Start of DATA SHOWN
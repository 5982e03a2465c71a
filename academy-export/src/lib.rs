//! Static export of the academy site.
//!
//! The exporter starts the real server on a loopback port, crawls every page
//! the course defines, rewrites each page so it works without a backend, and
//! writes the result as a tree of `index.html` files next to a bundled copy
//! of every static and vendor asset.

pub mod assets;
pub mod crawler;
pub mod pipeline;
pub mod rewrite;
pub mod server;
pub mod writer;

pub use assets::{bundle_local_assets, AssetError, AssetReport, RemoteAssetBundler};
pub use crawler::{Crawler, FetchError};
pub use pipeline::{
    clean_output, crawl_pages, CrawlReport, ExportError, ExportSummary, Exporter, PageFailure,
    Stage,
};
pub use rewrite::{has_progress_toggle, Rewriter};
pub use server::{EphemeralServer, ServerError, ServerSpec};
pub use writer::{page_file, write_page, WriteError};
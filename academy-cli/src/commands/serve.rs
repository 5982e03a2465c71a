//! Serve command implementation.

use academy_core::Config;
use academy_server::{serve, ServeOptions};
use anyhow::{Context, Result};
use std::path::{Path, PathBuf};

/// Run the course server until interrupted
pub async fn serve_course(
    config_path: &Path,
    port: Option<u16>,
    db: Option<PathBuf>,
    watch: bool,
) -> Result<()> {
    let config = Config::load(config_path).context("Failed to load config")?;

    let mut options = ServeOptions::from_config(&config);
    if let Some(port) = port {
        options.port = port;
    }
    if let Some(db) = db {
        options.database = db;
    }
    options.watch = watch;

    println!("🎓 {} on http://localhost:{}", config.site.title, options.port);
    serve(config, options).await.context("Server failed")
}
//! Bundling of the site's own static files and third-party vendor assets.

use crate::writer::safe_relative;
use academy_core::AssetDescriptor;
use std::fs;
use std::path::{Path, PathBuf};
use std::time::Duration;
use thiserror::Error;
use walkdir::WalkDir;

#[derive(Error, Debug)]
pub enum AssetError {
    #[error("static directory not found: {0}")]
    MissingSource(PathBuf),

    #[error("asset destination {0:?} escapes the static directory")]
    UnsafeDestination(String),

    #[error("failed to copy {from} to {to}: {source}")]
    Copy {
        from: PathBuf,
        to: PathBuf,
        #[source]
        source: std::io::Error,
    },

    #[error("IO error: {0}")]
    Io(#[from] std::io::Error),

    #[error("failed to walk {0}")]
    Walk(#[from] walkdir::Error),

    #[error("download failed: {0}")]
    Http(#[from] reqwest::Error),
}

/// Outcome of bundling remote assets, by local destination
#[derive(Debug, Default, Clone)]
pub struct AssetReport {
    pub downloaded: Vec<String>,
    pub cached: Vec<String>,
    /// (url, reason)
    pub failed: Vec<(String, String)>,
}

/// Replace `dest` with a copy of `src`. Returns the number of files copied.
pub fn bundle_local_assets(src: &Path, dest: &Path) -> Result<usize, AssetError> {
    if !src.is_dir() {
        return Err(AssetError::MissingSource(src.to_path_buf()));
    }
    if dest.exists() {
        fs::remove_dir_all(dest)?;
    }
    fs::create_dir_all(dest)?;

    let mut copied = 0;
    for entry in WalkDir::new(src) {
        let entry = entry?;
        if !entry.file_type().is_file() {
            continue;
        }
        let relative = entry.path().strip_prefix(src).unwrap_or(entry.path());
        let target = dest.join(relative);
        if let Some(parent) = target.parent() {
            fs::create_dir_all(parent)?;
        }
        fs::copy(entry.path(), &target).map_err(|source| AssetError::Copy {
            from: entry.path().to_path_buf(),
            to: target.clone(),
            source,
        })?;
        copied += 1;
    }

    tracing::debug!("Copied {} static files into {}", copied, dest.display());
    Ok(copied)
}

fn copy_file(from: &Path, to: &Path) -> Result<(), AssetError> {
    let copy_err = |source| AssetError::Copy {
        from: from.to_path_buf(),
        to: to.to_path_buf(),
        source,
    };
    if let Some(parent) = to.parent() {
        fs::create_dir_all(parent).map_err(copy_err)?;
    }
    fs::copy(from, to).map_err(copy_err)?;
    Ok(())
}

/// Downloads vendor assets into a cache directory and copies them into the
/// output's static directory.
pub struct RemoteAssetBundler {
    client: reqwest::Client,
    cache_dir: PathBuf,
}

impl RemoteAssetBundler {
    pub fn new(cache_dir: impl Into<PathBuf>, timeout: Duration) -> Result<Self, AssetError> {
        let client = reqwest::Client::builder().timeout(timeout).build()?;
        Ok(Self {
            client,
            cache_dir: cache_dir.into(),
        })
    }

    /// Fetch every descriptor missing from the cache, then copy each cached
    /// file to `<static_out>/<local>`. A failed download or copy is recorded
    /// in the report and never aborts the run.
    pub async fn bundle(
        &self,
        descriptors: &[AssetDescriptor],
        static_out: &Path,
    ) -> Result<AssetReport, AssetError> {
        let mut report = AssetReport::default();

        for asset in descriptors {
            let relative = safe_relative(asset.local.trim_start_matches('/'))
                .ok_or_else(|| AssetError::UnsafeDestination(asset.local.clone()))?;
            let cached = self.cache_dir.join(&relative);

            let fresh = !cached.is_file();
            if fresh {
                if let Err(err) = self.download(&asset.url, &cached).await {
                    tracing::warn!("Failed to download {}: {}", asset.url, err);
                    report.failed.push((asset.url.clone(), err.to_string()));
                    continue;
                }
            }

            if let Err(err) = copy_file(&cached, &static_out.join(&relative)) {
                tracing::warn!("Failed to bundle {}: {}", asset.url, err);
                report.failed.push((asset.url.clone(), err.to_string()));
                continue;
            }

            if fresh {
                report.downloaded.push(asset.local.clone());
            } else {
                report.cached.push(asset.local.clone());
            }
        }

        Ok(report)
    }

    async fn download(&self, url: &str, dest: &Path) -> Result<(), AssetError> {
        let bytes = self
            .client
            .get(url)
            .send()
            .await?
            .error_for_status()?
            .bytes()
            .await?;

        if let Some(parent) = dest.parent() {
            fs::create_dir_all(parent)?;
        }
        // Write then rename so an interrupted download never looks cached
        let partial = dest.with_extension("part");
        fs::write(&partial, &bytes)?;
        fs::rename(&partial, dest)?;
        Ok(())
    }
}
End of DATA SHOWN
WORK TASK:
All lines of the data above that include the word "bytes" must be shown.

TASK RESPONSE:
        let bytes = self
            .bytes()
        fs::write(&partial, &bytes)?;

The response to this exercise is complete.